Race condition when reading symlinks can expose unrelated parts of the file system in reverse mode
slackner opened this issue · 17 comments
Assume user A has access to a machine, and root has mounted an encrypted version of the user home directory with -allow_other
. Further assume that the user knows the master key. By quickly exchanging directories with symlinks in the original data, it is possible trick GoCryptFS into exposing unwanted parts of the file system.
Steps to reproduce:
- Create a regular reverse mount point
- Create a directory "test" in the original directory
- Access the corresponding encrypted directory in the mount point (
ls <encrypted dir>
) - Quickly delete the directory in the original data, and instead create a symlink pointing somewhere else, for example to
/root
- Access the encrypted directory again, it will now blindly follow the symlink and reveal the content of the target directory
I used a small script to reproduce this issue, manual execution is probably too slow. Even without -allow_other
this could be a security issue and could, for example, backup unwanted data instead of just the symbolic link.

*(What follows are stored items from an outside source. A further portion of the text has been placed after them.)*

//! Hook registry for circuit breaker events.

use crate::state::{State, Transition};
use parking_lot::RwLock;
use std::fmt;
use std::sync::Arc;

type HookFn = Arc<dyn Fn() + Send + Sync + 'static>;
type TransitionHookFn = Arc<dyn Fn(&Transition) + Send + Sync + 'static>;

/// A registry for circuit breaker event hooks.
///
/// Hooks run on the calling thread after the breaker has released its
/// lock, so a hook may safely call back into the same breaker.
pub struct HookRegistry {
    on_open: RwLock<Option<HookFn>>,
    on_close: RwLock<Option<HookFn>>,
    on_half_open: RwLock<Option<HookFn>>,
    on_transition: RwLock<Option<TransitionHookFn>>,
    on_success: RwLock<Option<HookFn>>,
    on_failure: RwLock<Option<HookFn>>,
    on_rejected: RwLock<Option<HookFn>>,
}

impl Default for HookRegistry {
    fn default() -> Self {
        Self::new()
    }
}

impl fmt::Debug for HookRegistry {
    fn fmt(&self, f: &mut fmt::Formatter<'_>) -> fmt::Result {
        f.debug_struct("HookRegistry")
            .field("on_open", &self.on_open.read().is_some())
            .field("on_close", &self.on_close.read().is_some())
            .field("on_half_open", &self.on_half_open.read().is_some())
            .field("on_transition", &self.on_transition.read().is_some())
            .field("on_success", &self.on_success.read().is_some())
            .field("on_failure", &self.on_failure.read().is_some())
            .field("on_rejected", &self.on_rejected.read().is_some())
            .finish()
    }
}

impl HookRegistry {
    /// Creates a new empty hook registry.
    pub fn new() -> Self {
        Self {
            on_open: RwLock::new(None),
            on_close: RwLock::new(None),
            on_half_open: RwLock::new(None),
            on_transition: RwLock::new(None),
            on_success: RwLock::new(None),
            on_failure: RwLock::new(None),
            on_rejected: RwLock::new(None),
        }
    }

    /// Sets the hook to call when the circuit breaker opens.
    pub fn set_on_open<F>(&self, f: F)
    where
        F: Fn() + Send + Sync + 'static,
    {
        *self.on_open.write() = Some(Arc::new(f));
    }

    /// Sets the hook to call when the circuit breaker closes.
    pub fn set_on_close<F>(&self, f: F)
    where
        F: Fn() + Send + Sync + 'static,
    {
        *self.on_close.write() = Some(Arc::new(f));
    }

    /// Sets the hook to call when the circuit breaker half-opens.
    pub fn set_on_half_open<F>(&self, f: F)
    where
        F: Fn() + Send + Sync + 'static,
    {
        *self.on_half_open.write() = Some(Arc::new(f));
    }

    /// Sets the hook to call with every state transition.
    pub fn set_on_transition<F>(&self, f: F)
    where
        F: Fn(&Transition) + Send + Sync + 'static,
    {
        *self.on_transition.write() = Some(Arc::new(f));
    }

    /// Sets the hook to call when a success is reported.
    pub fn set_on_success<F>(&self, f: F)
    where
        F: Fn() + Send + Sync + 'static,
    {
        *self.on_success.write() = Some(Arc::new(f));
    }

    /// Sets the hook to call when a failure is reported.
    pub fn set_on_failure<F>(&self, f: F)
    where
        F: Fn() + Send + Sync + 'static,
    {
        *self.on_failure.write() = Some(Arc::new(f));
    }

    /// Sets the hook to call when an admission check rejects a call.
    pub fn set_on_rejected<F>(&self, f: F)
    where
        F: Fn() + Send + Sync + 'static,
    {
        *self.on_rejected.write() = Some(Arc::new(f));
    }

    /// Executes the hooks registered for a state transition.
    pub fn execute_state_transition_hook(&self, transition: &Transition) {
        // Clone the Arc out so the registry lock is not held while user code runs.
        let state_hook = match transition.to {
            State::Open => self.on_open.read().clone(),
            State::Closed => self.on_close.read().clone(),
            State::HalfOpen => self.on_half_open.read().clone(),
        };
        if let Some(hook) = state_hook {
            hook();
        }

        let transition_hook = self.on_transition.read().clone();
        if let Some(hook) = transition_hook {
            hook(transition);
        }
    }

    /// Executes the success or failure hook for a reported outcome.
    pub fn execute_outcome_hook(&self, success: bool) {
        let hook = if success {
            self.on_success.read().clone()
        } else {
            self.on_failure.read().clone()
        };
        if let Some(hook) = hook {
            hook();
        }
    }

    /// Executes the rejection hook.
    pub fn execute_rejected_hook(&self) {
        let hook = self.on_rejected.read().clone();
        if let Some(hook) = hook {
            hook();
        }
    }
}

I have not prepared a patch for this yet, but apparently there is a O_NOFOLLOW
constant which could be used. This requires to handle symlinks in the cipherDir manually, before calling open()
.
I wonder how apache or nginx handle this
I believe we can always use O_NOFOLLOW. The kernel resolves symlinks before we geht the path. In other words, we should never get a "benign" open on a symlink.
I believe we can always use O_NOFOLLOW.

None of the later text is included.